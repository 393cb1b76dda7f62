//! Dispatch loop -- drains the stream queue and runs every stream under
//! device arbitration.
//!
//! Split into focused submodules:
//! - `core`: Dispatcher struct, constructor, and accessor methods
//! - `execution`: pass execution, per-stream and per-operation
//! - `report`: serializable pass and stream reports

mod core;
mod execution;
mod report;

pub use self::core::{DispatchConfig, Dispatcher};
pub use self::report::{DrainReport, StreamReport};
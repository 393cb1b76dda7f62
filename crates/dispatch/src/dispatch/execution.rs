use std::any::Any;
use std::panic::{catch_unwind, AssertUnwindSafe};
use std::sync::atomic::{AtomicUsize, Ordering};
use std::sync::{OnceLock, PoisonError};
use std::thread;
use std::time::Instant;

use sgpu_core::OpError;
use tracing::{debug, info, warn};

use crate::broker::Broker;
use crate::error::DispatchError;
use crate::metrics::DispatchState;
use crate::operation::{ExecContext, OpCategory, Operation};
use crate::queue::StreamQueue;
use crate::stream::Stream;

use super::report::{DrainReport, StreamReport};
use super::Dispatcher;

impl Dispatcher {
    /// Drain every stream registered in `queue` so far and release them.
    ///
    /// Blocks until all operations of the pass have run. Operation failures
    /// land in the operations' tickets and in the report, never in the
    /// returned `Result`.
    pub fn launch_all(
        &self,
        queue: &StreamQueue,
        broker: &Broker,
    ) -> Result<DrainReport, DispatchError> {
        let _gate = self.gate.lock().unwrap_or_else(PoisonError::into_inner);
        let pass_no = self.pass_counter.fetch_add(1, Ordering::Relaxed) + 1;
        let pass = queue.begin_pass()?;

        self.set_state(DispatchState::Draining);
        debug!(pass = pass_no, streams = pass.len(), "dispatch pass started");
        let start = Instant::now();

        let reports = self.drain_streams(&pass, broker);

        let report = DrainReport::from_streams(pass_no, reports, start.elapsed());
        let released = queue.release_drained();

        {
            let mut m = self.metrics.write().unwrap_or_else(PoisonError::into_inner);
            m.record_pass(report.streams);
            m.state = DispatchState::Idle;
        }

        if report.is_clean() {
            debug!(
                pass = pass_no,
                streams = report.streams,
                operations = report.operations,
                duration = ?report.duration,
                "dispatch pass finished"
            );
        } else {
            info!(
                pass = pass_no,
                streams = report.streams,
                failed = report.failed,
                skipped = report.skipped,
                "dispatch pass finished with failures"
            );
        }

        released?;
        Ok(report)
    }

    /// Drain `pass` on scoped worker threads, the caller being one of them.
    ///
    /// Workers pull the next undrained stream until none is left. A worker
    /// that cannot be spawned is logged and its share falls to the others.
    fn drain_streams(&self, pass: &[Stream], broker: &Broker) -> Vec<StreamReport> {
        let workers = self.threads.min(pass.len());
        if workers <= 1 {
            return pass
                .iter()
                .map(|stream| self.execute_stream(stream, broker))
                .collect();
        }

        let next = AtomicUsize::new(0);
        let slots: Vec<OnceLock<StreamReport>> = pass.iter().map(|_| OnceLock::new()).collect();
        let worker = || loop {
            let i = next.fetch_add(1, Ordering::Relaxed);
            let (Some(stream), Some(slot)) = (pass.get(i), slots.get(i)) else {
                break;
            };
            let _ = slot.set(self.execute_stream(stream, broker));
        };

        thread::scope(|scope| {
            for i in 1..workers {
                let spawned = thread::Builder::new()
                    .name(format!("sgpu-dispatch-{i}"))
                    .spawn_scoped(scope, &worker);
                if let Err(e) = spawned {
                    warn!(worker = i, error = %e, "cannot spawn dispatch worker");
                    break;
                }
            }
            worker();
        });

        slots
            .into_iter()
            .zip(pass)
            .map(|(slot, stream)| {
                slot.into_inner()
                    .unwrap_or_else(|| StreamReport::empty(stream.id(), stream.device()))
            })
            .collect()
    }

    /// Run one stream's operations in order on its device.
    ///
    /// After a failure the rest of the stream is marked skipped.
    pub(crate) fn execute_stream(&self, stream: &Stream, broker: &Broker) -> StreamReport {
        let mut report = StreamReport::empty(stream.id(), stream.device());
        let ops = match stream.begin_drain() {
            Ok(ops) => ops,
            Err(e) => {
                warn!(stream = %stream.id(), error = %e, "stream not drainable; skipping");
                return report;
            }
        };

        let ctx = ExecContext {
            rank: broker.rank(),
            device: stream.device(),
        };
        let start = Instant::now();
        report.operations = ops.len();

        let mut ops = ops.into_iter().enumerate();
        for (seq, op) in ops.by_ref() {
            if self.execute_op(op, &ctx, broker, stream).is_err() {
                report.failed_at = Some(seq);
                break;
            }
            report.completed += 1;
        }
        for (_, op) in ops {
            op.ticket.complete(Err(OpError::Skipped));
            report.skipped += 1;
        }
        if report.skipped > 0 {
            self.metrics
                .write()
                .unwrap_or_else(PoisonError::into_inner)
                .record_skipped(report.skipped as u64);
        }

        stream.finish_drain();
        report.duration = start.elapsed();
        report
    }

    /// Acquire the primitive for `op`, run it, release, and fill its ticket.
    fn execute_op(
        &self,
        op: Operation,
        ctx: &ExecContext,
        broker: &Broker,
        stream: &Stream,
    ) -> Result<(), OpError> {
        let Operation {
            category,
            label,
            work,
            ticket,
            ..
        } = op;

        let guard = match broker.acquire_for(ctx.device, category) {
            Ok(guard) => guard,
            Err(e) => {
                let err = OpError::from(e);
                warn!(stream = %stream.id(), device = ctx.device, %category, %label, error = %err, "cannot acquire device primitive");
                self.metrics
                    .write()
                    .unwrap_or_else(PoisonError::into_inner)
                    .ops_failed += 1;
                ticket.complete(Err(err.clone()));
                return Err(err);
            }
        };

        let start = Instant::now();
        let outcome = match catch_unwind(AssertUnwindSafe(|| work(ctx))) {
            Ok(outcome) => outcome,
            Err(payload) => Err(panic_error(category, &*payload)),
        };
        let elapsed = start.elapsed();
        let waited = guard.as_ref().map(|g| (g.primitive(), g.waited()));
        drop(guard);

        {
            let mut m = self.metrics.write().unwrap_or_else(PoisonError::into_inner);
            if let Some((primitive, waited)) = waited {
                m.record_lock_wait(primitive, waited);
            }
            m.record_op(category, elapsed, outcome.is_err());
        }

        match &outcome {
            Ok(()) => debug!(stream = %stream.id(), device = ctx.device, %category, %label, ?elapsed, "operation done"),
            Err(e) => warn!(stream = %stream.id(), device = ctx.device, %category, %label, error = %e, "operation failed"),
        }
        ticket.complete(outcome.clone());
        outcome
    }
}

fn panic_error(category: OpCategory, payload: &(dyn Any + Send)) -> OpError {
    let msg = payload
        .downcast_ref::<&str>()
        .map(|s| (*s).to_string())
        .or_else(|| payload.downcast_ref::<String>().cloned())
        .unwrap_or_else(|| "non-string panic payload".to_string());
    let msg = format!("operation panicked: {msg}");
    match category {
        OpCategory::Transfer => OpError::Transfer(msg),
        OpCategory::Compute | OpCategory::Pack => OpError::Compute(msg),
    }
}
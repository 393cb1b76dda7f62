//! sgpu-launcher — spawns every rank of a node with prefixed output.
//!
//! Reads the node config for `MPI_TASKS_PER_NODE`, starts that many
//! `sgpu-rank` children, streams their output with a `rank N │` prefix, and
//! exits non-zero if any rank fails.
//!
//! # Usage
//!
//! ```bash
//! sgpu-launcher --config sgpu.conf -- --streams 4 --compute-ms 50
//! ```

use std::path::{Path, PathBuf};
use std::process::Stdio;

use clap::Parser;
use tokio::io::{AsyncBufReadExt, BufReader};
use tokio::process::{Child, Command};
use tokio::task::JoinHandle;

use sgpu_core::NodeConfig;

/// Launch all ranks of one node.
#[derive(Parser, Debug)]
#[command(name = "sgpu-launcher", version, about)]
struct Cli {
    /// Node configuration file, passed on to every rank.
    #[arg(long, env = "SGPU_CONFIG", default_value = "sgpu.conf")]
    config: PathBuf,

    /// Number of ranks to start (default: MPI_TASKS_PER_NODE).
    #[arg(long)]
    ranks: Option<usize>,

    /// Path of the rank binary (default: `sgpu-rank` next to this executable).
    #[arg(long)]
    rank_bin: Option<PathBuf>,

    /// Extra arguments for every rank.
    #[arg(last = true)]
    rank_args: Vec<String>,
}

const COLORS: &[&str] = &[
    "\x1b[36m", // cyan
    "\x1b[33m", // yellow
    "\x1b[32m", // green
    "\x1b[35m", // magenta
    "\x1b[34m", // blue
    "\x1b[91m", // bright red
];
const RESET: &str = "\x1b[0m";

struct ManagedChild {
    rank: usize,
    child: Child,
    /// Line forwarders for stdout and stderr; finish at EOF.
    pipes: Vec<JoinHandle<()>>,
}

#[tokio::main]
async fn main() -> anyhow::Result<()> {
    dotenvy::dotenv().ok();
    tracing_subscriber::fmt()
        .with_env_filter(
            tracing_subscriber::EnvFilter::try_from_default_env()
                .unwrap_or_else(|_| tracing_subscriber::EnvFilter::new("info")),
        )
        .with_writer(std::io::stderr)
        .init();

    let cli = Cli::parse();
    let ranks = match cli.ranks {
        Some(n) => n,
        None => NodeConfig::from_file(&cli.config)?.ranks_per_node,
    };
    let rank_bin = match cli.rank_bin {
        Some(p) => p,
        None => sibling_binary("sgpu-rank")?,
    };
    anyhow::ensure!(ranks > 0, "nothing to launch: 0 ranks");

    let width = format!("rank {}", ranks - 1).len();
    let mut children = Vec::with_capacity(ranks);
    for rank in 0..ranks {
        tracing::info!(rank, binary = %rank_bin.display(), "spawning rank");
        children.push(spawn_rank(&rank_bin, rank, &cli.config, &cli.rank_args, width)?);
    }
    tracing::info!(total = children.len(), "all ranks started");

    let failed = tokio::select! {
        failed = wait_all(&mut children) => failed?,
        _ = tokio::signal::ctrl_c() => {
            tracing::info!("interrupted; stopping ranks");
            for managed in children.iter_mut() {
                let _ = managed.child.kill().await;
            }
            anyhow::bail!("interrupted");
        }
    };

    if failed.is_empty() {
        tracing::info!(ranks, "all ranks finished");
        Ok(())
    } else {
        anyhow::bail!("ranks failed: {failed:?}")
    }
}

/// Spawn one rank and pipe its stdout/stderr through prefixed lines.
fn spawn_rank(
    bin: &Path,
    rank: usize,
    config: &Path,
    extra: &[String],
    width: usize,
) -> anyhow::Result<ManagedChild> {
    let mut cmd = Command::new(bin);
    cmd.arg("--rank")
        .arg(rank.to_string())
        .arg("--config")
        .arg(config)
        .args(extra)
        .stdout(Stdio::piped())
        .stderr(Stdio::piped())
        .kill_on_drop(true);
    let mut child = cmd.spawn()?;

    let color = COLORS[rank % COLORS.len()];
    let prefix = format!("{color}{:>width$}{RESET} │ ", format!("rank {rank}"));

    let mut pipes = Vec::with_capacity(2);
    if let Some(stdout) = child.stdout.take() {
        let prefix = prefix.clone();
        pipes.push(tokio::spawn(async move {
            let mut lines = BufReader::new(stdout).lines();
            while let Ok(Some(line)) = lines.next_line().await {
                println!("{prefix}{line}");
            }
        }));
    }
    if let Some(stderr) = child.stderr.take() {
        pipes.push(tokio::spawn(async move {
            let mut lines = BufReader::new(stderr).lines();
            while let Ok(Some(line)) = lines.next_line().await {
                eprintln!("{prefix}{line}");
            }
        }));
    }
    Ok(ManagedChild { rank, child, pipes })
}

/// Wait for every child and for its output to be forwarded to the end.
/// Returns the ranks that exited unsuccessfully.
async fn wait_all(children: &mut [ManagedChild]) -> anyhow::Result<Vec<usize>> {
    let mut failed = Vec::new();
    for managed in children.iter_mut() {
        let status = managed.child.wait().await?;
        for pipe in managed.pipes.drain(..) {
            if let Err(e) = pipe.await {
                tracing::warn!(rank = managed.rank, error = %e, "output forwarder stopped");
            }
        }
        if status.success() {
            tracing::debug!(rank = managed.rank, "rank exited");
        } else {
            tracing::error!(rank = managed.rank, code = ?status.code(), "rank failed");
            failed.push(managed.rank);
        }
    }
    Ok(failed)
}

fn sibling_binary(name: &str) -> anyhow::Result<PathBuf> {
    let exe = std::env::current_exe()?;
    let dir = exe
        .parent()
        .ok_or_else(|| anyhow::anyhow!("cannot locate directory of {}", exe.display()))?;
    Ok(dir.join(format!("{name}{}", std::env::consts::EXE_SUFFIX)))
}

■ WHAT YOU ARE ASKED TO DO ■
Across the entries above, how many lines include the word "failures"? Give only the number.

■ TASK OUTPUT ■
2